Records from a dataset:
____________
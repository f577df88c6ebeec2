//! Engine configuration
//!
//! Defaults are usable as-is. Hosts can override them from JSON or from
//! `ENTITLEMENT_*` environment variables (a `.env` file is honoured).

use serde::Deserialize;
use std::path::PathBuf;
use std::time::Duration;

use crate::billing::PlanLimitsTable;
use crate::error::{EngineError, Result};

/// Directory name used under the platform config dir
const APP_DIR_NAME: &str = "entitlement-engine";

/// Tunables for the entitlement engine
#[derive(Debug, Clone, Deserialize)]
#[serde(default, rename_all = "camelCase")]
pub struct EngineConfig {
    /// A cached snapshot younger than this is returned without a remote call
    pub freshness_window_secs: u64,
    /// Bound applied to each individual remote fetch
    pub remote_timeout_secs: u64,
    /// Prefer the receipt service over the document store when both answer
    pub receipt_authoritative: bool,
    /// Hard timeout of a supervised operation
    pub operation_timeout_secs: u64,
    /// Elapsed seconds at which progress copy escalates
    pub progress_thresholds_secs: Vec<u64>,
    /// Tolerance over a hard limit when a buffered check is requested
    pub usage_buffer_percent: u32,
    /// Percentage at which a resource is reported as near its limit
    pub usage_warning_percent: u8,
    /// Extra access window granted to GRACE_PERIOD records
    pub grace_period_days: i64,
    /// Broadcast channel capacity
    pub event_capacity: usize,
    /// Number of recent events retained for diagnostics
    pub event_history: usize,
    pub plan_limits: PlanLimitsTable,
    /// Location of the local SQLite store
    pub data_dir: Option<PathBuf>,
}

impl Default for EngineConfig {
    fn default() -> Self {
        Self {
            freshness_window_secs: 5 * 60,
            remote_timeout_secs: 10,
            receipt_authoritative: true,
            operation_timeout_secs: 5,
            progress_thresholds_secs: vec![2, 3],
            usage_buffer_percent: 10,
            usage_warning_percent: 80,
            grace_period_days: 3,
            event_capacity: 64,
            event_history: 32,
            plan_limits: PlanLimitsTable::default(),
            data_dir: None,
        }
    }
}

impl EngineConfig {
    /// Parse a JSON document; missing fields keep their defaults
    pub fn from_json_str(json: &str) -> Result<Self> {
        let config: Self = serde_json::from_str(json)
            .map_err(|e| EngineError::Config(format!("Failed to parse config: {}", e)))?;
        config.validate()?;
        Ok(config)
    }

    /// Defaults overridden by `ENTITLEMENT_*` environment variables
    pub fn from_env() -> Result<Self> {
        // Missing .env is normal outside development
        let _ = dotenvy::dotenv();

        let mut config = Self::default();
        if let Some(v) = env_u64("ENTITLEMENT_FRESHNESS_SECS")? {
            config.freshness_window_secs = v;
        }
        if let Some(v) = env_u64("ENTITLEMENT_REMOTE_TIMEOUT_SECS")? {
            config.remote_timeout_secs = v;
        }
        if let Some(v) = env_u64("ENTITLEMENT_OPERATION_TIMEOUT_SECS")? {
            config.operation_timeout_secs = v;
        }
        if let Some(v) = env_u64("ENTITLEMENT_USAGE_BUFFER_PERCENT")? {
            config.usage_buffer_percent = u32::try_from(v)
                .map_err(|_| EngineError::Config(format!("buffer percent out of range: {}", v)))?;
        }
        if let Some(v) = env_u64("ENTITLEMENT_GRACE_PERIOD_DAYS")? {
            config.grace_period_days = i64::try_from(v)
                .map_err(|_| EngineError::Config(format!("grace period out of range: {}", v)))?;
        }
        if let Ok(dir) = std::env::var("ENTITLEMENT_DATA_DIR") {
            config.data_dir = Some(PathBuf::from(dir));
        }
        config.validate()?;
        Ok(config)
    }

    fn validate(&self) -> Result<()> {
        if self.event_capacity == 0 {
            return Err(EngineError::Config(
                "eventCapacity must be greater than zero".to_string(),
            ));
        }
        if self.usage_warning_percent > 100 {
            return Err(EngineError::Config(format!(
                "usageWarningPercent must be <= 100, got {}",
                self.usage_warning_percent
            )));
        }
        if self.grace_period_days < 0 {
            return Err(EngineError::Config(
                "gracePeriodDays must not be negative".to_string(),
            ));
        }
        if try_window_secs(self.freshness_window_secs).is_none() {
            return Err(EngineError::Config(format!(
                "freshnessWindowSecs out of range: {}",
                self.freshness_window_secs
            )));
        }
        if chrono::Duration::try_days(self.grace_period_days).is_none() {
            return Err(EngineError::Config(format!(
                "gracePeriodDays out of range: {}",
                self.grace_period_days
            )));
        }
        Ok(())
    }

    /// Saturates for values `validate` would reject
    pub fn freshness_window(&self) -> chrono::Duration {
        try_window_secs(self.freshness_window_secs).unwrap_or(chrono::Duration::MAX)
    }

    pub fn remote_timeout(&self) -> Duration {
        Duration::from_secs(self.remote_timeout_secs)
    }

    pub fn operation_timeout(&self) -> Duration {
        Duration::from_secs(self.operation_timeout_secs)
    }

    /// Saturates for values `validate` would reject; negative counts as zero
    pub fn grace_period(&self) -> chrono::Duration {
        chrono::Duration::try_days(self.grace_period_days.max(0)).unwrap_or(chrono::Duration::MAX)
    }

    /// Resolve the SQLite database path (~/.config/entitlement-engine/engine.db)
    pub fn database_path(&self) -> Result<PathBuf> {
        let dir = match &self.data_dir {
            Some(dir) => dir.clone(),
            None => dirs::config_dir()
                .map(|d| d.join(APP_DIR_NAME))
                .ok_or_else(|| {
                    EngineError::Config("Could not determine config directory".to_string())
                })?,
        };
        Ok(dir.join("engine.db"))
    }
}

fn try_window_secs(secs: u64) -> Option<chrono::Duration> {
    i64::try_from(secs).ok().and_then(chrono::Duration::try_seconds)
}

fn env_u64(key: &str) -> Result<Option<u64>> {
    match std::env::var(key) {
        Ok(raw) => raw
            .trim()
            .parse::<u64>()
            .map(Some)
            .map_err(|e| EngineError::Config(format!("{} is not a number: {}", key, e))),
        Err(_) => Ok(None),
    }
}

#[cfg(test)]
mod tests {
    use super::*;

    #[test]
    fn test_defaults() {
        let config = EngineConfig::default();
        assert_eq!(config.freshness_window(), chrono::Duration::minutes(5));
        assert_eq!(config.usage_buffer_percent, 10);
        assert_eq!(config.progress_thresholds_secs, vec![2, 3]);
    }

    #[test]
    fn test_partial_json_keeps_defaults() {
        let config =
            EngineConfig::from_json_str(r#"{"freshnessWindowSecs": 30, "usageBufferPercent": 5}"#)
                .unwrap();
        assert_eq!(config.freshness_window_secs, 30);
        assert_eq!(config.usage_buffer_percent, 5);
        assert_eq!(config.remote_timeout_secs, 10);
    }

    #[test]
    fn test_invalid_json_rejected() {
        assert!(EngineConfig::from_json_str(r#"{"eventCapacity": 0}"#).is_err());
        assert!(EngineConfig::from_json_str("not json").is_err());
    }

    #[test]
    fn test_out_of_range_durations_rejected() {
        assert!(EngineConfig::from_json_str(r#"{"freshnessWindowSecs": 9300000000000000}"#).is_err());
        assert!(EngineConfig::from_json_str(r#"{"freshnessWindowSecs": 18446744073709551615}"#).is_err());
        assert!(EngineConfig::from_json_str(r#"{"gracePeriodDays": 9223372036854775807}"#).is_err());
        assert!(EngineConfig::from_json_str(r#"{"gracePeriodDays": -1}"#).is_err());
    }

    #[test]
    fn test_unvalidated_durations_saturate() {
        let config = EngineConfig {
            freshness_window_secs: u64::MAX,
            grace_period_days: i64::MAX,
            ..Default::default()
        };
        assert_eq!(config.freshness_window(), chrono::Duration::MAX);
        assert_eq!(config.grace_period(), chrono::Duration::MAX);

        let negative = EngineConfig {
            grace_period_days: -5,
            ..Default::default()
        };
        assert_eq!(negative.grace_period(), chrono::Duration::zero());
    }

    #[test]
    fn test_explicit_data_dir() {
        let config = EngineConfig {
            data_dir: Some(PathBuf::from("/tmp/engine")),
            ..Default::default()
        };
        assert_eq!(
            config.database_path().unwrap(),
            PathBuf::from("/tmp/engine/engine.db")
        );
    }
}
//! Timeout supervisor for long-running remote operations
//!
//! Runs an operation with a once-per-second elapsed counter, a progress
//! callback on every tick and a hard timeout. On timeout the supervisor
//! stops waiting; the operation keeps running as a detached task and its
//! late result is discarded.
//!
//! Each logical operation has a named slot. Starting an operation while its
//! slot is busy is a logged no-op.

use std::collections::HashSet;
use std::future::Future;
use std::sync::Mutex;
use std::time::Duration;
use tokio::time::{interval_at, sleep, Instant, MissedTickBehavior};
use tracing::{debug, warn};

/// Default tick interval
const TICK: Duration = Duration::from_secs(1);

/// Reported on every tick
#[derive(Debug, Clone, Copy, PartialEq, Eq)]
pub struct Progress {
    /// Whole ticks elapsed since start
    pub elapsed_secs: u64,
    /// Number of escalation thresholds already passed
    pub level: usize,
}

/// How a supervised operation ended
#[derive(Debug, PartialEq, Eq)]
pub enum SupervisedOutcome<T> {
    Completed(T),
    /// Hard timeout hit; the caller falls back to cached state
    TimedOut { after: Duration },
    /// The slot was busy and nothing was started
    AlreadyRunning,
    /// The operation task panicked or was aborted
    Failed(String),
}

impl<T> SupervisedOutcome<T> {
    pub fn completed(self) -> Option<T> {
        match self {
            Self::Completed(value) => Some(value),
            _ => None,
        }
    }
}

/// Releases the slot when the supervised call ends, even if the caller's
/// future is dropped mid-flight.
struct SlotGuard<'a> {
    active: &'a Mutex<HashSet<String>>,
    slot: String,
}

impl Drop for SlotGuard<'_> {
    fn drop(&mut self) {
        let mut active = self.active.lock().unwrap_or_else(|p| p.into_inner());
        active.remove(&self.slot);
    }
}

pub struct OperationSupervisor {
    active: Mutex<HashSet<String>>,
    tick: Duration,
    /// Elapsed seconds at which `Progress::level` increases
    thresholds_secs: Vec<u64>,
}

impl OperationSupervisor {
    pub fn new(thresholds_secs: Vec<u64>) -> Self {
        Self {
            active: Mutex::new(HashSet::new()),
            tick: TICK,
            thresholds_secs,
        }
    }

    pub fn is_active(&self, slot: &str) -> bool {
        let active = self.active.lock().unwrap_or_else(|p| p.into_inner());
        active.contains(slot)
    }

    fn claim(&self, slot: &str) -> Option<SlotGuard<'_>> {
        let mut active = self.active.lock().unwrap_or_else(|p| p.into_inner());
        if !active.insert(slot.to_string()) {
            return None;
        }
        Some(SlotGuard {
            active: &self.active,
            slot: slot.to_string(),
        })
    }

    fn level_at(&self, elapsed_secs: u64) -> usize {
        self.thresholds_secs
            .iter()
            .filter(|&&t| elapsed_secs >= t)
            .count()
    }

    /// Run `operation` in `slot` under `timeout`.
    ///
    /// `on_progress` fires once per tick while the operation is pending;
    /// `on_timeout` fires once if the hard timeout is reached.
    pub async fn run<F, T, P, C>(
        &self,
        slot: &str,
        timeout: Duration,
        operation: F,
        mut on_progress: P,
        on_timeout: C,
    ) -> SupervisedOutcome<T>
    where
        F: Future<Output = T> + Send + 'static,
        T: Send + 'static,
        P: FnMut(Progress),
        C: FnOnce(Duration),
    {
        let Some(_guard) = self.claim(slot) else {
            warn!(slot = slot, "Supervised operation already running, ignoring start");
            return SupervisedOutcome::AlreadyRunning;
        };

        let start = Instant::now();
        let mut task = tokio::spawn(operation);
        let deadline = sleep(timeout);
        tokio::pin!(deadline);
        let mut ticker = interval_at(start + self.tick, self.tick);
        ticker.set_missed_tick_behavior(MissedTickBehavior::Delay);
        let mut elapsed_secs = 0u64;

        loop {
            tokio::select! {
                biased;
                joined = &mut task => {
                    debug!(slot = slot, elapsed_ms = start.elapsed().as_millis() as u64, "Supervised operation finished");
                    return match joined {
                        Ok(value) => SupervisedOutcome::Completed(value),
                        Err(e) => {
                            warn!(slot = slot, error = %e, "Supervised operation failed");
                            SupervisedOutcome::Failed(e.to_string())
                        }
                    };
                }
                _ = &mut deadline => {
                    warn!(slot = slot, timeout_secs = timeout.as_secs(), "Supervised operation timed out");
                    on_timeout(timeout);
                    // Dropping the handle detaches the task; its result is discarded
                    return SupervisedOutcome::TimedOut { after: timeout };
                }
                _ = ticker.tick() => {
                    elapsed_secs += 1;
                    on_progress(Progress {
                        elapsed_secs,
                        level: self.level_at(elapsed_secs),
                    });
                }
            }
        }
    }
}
____________
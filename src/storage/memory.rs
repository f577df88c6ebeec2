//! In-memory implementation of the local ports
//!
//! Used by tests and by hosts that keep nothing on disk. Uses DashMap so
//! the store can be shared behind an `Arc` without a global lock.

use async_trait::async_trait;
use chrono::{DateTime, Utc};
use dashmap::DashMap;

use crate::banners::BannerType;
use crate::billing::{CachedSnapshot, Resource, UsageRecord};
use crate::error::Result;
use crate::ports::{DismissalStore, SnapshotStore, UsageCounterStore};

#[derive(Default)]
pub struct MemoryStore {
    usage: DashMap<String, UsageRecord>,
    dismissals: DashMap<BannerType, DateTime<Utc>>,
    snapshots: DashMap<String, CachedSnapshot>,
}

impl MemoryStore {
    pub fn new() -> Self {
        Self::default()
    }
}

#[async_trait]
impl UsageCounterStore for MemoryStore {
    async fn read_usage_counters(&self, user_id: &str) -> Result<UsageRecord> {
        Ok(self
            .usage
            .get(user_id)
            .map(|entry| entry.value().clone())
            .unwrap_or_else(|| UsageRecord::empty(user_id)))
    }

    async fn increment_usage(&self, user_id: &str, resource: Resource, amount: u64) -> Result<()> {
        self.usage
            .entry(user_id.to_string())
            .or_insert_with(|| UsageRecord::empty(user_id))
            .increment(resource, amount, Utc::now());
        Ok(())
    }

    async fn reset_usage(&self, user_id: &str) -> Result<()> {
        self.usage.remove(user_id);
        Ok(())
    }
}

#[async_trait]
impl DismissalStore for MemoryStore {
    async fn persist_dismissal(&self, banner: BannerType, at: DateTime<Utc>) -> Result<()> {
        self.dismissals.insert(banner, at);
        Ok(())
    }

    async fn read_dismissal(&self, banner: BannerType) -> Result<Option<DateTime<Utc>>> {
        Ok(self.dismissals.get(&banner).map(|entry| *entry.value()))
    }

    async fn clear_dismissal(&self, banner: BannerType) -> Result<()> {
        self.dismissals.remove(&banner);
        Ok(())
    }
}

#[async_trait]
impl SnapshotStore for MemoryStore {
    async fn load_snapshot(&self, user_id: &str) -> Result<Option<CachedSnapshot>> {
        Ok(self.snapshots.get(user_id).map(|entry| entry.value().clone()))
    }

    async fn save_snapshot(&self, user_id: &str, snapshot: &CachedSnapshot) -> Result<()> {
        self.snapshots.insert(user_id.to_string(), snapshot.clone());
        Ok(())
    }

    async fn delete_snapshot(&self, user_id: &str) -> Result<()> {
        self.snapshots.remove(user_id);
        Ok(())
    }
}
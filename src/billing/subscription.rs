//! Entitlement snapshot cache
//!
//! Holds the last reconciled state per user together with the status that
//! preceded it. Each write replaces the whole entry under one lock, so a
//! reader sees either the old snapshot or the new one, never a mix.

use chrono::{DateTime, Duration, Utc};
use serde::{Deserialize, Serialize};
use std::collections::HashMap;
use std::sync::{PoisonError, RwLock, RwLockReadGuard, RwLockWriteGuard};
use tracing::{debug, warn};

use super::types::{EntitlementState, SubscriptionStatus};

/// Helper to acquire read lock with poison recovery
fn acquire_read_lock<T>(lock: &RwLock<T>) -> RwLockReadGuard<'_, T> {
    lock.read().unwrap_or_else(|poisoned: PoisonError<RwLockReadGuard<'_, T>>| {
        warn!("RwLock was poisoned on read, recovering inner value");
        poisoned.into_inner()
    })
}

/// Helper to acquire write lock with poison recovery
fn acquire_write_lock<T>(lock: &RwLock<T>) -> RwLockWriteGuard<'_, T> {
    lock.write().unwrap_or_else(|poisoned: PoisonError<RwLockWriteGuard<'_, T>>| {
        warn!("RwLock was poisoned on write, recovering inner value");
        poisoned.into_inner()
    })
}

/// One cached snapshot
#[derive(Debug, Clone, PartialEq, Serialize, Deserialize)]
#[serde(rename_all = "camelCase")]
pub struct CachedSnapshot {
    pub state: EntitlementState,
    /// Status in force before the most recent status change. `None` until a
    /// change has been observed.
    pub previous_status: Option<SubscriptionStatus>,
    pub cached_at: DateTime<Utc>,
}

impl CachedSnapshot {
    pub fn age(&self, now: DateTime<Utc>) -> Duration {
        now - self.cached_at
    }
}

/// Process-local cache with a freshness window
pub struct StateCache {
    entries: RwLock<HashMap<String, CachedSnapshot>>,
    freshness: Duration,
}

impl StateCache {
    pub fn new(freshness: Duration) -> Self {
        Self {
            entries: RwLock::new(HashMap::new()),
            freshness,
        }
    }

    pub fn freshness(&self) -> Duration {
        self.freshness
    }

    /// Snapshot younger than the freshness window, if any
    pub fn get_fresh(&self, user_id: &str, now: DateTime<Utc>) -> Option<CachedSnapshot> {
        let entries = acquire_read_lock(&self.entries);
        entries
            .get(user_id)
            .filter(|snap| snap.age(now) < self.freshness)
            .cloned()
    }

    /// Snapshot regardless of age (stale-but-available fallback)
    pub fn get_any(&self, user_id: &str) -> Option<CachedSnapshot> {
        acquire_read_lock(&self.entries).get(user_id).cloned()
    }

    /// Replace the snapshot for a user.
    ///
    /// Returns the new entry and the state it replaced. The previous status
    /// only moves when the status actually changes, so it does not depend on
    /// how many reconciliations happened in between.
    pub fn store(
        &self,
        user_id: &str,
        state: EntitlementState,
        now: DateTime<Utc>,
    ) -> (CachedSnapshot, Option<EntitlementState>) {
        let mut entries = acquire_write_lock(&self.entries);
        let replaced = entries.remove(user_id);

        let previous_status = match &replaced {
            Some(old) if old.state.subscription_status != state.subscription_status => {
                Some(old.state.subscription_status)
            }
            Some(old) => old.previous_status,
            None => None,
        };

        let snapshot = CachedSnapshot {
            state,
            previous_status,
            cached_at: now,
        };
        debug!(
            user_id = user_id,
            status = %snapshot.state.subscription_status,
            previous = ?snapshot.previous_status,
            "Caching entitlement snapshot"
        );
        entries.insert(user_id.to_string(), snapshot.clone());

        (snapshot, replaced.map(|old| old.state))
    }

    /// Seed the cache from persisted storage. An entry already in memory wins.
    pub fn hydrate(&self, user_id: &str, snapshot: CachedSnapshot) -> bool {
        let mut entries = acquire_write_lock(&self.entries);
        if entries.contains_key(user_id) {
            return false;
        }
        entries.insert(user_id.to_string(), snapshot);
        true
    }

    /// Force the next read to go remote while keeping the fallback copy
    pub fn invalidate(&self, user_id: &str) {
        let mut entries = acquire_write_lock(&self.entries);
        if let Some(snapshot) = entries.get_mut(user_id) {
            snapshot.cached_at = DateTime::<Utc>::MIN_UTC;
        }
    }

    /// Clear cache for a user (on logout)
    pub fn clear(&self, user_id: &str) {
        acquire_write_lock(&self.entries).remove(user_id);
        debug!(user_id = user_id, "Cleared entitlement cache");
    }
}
____________
Keep only those lines of the records that hold "collections", and return them.

use std::collections::HashSet;
use std::collections::HashMap;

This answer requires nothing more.